Special colours are only special if you don’t see them everywhere. And when you do it should be on the ‘right’ cars. I always thought that was the point of PTS, though I appreciate recent advances in vinyl wraps and peelable paint protection systems must pose challenges to dealers trying to persuade customers to commit to straying beyond resale grey when novelty colours can be temporary indulgences.
Even as I write this down it all feels like I’m being horribly stuffy and judgemental. I wouldn’t want a Mint Green Taycan on my driveway, but it would be churlish of me to hate on someone who has discovered PTS and applied a rare shade to their prized Porsche. Besides, if you don’t know what came before you shouldn’t be vilified for liking something second time around, as by that token unless we all have Smyrna Green 356s and Togo Brown ’64 911s tucked in our garages we’re not valid Porsche people.
And yet… I think it’s fair to say if you’re receiving this Sports Purpose newsletter then you’re a true enthusiast. One who holds progressive, but fundamentally purist beliefs. In your head you know Porsche is an SUV and EV manufacturer by volume, but at heart you look upon Porsche as a sports car maker with motorsport at its core. Rather inconveniently, both descriptions are true.
As such we’re guilty only of being fiercely loyal to our version of what we think Porsche should be, rather than the reality of today’s mega-brand with millions of happy customers around the world. Just because many of these owners don’t know the difference between Jörg Bergmeister and the 909 Bergspyder doesn’t mean they don’t love their Porsches.
The reason we love Porsche is because no other marque approaches the business of building road and race cars quite like our friends in Zuffenhausen. That’s why the 963 LMDh programme is so exciting and why, boring though it may seem to less partisan observers, the Boxster, Cayman and 911 are consistently seen as benchmark sports cars.

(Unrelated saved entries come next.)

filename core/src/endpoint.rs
use std::fmt;
use std::net::SocketAddr;

use scriptlink_common::network::endpoint::{LOOPBACK, loopback_url};

/// The port that answered the handshake during the current invocation.
///
/// Only the locator can create one, so the dispatcher never receives a port that
/// was not found by a scan in the same invocation.
#[derive(Debug, Clone, Copy, PartialEq, Eq)]
pub struct DiscoveredEndpoint {
    port: u16,
}

impl DiscoveredEndpoint {
    pub(crate) fn new(port: u16) -> Self {
        Self { port }
    }

    pub fn port(&self) -> u16 {
        self.port
    }

    pub fn url(&self, path: &str) -> String {
        loopback_url(self.port, path)
    }
}

impl fmt::Display for DiscoveredEndpoint {
    fn fmt(&self, f: &mut fmt::Formatter<'_>) -> fmt::Result {
        write!(f, "{}", SocketAddr::new(LOOPBACK, self.port))
    }
}

// ╔════════════════════════════════════════════╗
// ║ ████████╗███████╗███████╗████████╗███████╗ ║
// ║ ╚══██╔══╝██╔════╝██╔════╝╚══██╔══╝██╔════╝ ║
// ║    ██║   █████╗  ███████╗   ██║   ███████╗ ║
// ║    ██║   ██╔══╝  ╚════██║   ██║   ╚════██║ ║
// ║    ██║   ███████╗███████║   ██║   ███████║ ║
// ║    ╚═╝   ╚══════╝╚══════╝   ╚═╝   ╚══════╝ ║
// ╚════════════════════════════════════════════╝
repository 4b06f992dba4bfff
pub mod http;
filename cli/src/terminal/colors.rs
use colored::Color;

pub const PRIMARY: Color = Color::TrueColor { r: 120, g: 200, b: 255 };
pub const ACCENT: Color = Color::TrueColor { r: 255, g: 200, b: 90 };
pub const SEPARATOR: Color = Color::BrightBlack;
pub const TEXT_DEFAULT: Color = Color::White;
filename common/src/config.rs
use std::time::Duration;

use crate::network::range::PortRange;

pub const DEFAULT_START_PORT: u16 = 6969;
pub const DEFAULT_END_PORT: u16 = 7069;
pub const DEFAULT_PROBE_PATH: &str = "secret";
pub const DEFAULT_EXECUTE_PATH: &str = "execute";
pub const DEFAULT_SENTINEL: &str = "0xdeadbeef";

pub struct Config {
    /// Ports probed in ascending order, inclusive on both ends.
    pub ports: PortRange,
    /// Path of the GET handshake endpoint.
    pub probe_path: String,
    /// Path of the POST endpoint that receives the payload.
    pub execute_path: String,
    /// Exact body the handshake endpoint must return.
    ///
    /// Compared byte for byte: no trimming, no case folding.
    pub sentinel: String,
    /// Per-request timeout. `None` leaves the HTTP client's default in place.
    pub probe_timeout: Option<Duration>,
    /// Output reduction level of the front end. The core ignores it.
    pub quiet: u8,
    /// Skips the front end's banner. The core ignores it.
    pub no_banner: bool,
}

impl Default for Config {
    fn default() -> Self {
        Self {
            ports: PortRange::default(),
            probe_path: DEFAULT_PROBE_PATH.to_string(),
            execute_path: DEFAULT_EXECUTE_PATH.to_string(),
            sentinel: DEFAULT_SENTINEL.to_string(),
            probe_timeout: None,
            quiet: 0,
            no_banner: false,
        }
    }
}

// ╔════════════════════════════════════════════╗
// ║ ████████╗███████╗███████╗████████╗███████╗ ║
// ║ ╚══██╔══╝██╔════╝██╔════╝╚══██╔══╝██╔════╝ ║
// ║    ██║   █████╗  ███████╗   ██║   ███████╗ ║
// ║    ██║   ██╔══╝  ╚════██║   ██║   ╚════██║ ║
// ║    ██║   ███████╗███████║   ██║   ███████║ ║
// ║    ╚═╝   ╚══════╝╚══════╝   ╚═╝   ╚══════╝ ║
// ╚════════════════════════════════════════════╝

As for the 911 Dakar, well, its tying me in knots because much as I feel uncomfortable at the marketing spin – not least the faux Rothmans livery - the specification and arduous development programme suggest it could be another great, if somewhat contrived, 911. Just because it’s cashing-in on the kudos and credibility of past glories doesn’t mean I don’t want to drive it. Besides which, with so many independent tuners, restorers and restomodders are busily putting their own spin on Porsches past and present, why shouldn’t the good damen und herren at Werk 1 get in on the act?
If you too are struggling to accept the Dakar, perhaps you’ll take solace from this; it’s that it’s the only model in Porsche’s entire line-up to come with all-terrain tyres fitted as standard. Given Porsche sold three times more SUVs than sports cars in 2021, perhaps we should all love the Dakar, if only because in being so committed to off-road capability it’s trolling the Macan and Cayenne. Perhaps it’s not so bad after all…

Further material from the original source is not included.